Comentarios (Un comentario)

Hola Eva
No puedo por mas que felicitarte por trayectoria profesional. Hace años que te sigo, últimamente en el canal Cocina. sin duda de los mejores del canal, junto con Sergio Fernandez, el resto es puro reality anglosajón e intrusismo.
En cuanto a tu artículo no puedo estar mas de acuerdo, cuando nos dejamos una media de 250 € en comer un menú con firma, queremos que lo firme el chef, no un aprendiz de brujo que por bien que haga su trabajo, no tiene el mismo leit motiv que el estrellado chef.En mi humilde opinión toda esta hornada de chefs mediáticos, son de carrera corta y la sombra del maestro Arguiñano es muy larga.
En cuanto a lo de las crisis que regulan, estoy de acuerdo, pero lo que mas regula a la gente, es el sentido común. Los españoles por fortuna somos gentes a los que nos gusta alternar, comer y beber, aunque como tu dices sea tomando una caña y unas bravas grasientas en la terraza de un bareto, creo que esos espacios tan asepticos los dejamos para los nórdicos que a ellos les va mas ese rollo snob.

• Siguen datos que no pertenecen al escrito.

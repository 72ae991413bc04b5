//! `SessionUser` extractor: resolves the browser session cookie to a user.

use axum::extract::FromRequestParts;
use axum::http::request::Parts;
use axum_extra::extract::cookie::CookieJar;

use authhub_core::error::AppError;
use authhub_entity::session::Session;
use authhub_entity::user::User;

use crate::error::ApiError;
use crate::state::AppState;

/// Authenticated browser user, resolved from the session cookie.
#[derive(Debug, Clone)]
pub struct SessionUser {
    /// The live session record.
    pub session: Session,
    /// The user the session belongs to.
    pub user: User,
}

impl FromRequestParts<AppState> for SessionUser {
    type Rejection = ApiError;

    async fn from_request_parts(
        parts: &mut Parts,
        state: &AppState,
    ) -> Result<Self, Self::Rejection> {
        let jar = CookieJar::from_headers(&parts.headers);
        let session_id = jar
            .get(state.sessions.cookie_name())
            .map(|c| c.value().to_string())
            .ok_or_else(|| AppError::unauthenticated("No session cookie"))?;

        let session = state
            .sessions
            .get(&session_id)
            .await?
            .ok_or_else(|| AppError::unauthenticated("Session is unknown or expired"))?;

        // A session for a since-deleted user is treated the same as no
        // session at all.
        let user = state
            .directory
            .find_by_id(session.user_id)
            .await?
            .ok_or_else(|| AppError::unauthenticated("Session is unknown or expired"))?;

        Ok(Self { session, user })
    }
}
//! Password hashing.

pub mod hasher;

pub use hasher::PasswordHasher;
//! Session lifecycle configuration.

use serde::{Deserialize, Serialize};

/// Session management configuration.
#[derive(Debug, Clone, Serialize, Deserialize)]
pub struct SessionConfig {
    /// Session TTL in hours. Each successful read slides the expiration
    /// back to this full window.
    #[serde(default = "default_ttl_hours")]
    pub ttl_hours: u64,
    /// Name of the browser cookie carrying the opaque session id.
    #[serde(default = "default_cookie_name")]
    pub cookie_name: String,
}

impl Default for SessionConfig {
    fn default() -> Self {
        Self {
            ttl_hours: default_ttl_hours(),
            cookie_name: default_cookie_name(),
        }
    }
}

fn default_ttl_hours() -> u64 {
    24
}

fn default_cookie_name() -> String {
    "session_id".to_string()
}
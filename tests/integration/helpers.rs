//! Shared test helpers for integration tests.

use std::collections::HashMap;
use std::sync::Arc;

use axum::Router;
use axum::body::Body;
use http::{HeaderMap, Request, StatusCode};
use serde_json::Value;
use tower::ServiceExt;

use authhub_api::AppState;
use authhub_cache::CacheManager;
use authhub_cache::memory::MemoryCacheProvider;
use authhub_core::config::AppConfig;
use authhub_directory::MemoryDirectory;
use authhub_entity::user::{NewUser, User, UserDirectory, UserRole};
use authhub_oauth::ProviderRegistry;

/// Test application context
pub struct TestApp {
    /// The Axum router for making test requests
    pub router: Router,
    /// Shared application state for direct component access
    pub state: AppState,
}

/// Configuration mirroring config/default.toml, with fast password costs.
pub fn test_config() -> AppConfig {
    let mut config = AppConfig::default();
    config.auth.jwt_secret = "integration-test-secret".to_string();
    config.auth.password.time_cost = 1;
    config.auth.password.memory_cost_kib = 8;
    config.auth.password.parallelism = 1;

    config.acl.public_methods = vec![
        "POST /api/auth/register".to_string(),
        "POST /api/auth/login".to_string(),
        "POST /api/auth/logout".to_string(),
        "GET /api/auth/session".to_string(),
        "GET /api/auth/{provider}/login".to_string(),
        "GET /api/auth/{provider}/callback".to_string(),
    ];
    let mut rules = HashMap::new();
    rules.insert(
        "GET /api/auth/me".to_string(),
        vec!["USER".to_string(), "ADMIN".to_string()],
    );
    for method in [
        "GET /api/users",
        "GET /api/users/{id}",
        "PUT /api/users/{id}",
        "DELETE /api/users/{id}",
    ] {
        rules.insert(method.to_string(), vec!["ADMIN".to_string()]);
    }
    config.acl.rules = rules;

    config
}

impl TestApp {
    /// Create a test application on in-memory backends.
    pub fn new() -> Self {
        Self::with_state_mutation(|_| {})
    }

    /// Create a test application, adjusting the assembled state first
    /// (e.g. to swap in a fake identity provider registry).
    pub fn with_state_mutation(mutate: impl FnOnce(&mut AppState)) -> Self {
        let cache = Arc::new(CacheManager::from_provider(Arc::new(
            MemoryCacheProvider::new(&test_config().cache.memory),
        )));
        let directory: Arc<dyn UserDirectory> = MemoryDirectory::shared();

        let mut state = AppState::assemble(test_config(), cache, directory)
            .expect("Failed to assemble test state");
        mutate(&mut state);

        Self {
            router: authhub_api::build_router(state.clone()),
            state,
        }
    }

    /// Swap the identity provider registry.
    pub fn set_providers(state: &mut AppState, registry: ProviderRegistry) {
        state.providers = Arc::new(registry);
    }

    /// Create a user directly in the directory.
    pub async fn create_user(&self, email: &str, password: &str, role: UserRole) -> User {
        let hash = self
            .state
            .hasher
            .hash_password(password)
            .expect("Failed to hash password");

        self.state
            .directory
            .create(NewUser {
                name: email.split('@').next().unwrap_or("user").to_string(),
                email: email.to_string(),
                role,
                password_hash: Some(hash),
                federated_id: None,
                avatar_url: None,
            })
            .await
            .expect("Failed to create test user")
    }

    /// Issue a bearer token directly, bypassing the login flow.
    pub fn issue_token(&self, user: &User) -> String {
        let (token, _) = self
            .state
            .encoder
            .issue(user.id, user.role)
            .expect("Failed to issue token");
        token
    }

    /// Login via the API and return the bearer token and session cookie.
    pub async fn login(&self, email: &str, password: &str) -> (String, String) {
        let response = self
            .request(
                "POST",
                "/api/auth/login",
                Some(serde_json::json!({ "email": email, "password": password })),
                None,
            )
            .await;
        assert_eq!(
            response.status,
            StatusCode::OK,
            "Login failed: {:?}",
            response.body
        );

        let token = response.body["data"]["token"]
            .as_str()
            .expect("No token in login response")
            .to_string();
        let cookie = response
            .session_cookie()
            .expect("No session cookie in login response");
        (token, cookie)
    }

    /// Make an HTTP request to the test app.
    pub async fn request(
        &self,
        method: &str,
        path: &str,
        body: Option<Value>,
        token: Option<&str>,
    ) -> TestResponse {
        self.send(method, path, body, token, None).await
    }

    /// Make an HTTP request with an optional session cookie.
    pub async fn send(
        &self,
        method: &str,
        path: &str,
        body: Option<Value>,
        token: Option<&str>,
        cookie: Option<&str>,
    ) -> TestResponse {
        let body_str = body
            .map(|b| serde_json::to_string(&b).expect("Failed to serialize body"))
            .unwrap_or_default();

        let mut req = Request::builder()
            .method(method)
            .uri(path)
            .header("Content-Type", "application/json");

        if let Some(token) = token {
            req = req.header("Authorization", format!("Bearer {token}"));
        }
        if let Some(cookie) = cookie {
            req = req.header("Cookie", cookie);
        }

        let req = req
            .body(Body::from(body_str))
            .expect("Failed to build request");

        let response = self
            .router
            .clone()
            .oneshot(req)
            .await
            .expect("Failed to send request");

        let status = response.status();
        let headers = response.headers().clone();
        let body_bytes = axum::body::to_bytes(response.into_body(), 1024 * 1024)
            .await
            .expect("Failed to read body");

        let body: Value = serde_json::from_slice(&body_bytes).unwrap_or(Value::Null);

        TestResponse {
            status,
            headers,
            body,
        }
    }
}

/// Response from a test request
#[derive(Debug)]
pub struct TestResponse {
    /// HTTP status code.
    pub status: StatusCode,
    /// Response headers.
    pub headers: HeaderMap,
    /// Parsed JSON body (`Null` when not JSON).
    pub body: Value,
}

impl TestResponse {
    /// The `name=value` part of the session Set-Cookie header, if present.
    pub fn session_cookie(&self) -> Option<String> {
        self.headers
            .get_all("set-cookie")
            .iter()
            .filter_map(|v| v.to_str().ok())
            .find(|v| v.starts_with("session_id="))
            .and_then(|v| v.split(';').next())
            .map(str::to_string)
    }
}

En mi humilde opinión, todo este tema creo que es un poco de falta de educación por parte de la gente que representa la gastronomía española, pienso que el maestro Ansón debería bajar de ese olimpo de productos y locales tan caros y representar mas la realidad de lo que es España en realidad .
Bueno no quiero enrollarme expandirme mas y aprovechar estas lineas para enviarte un cordial saludo.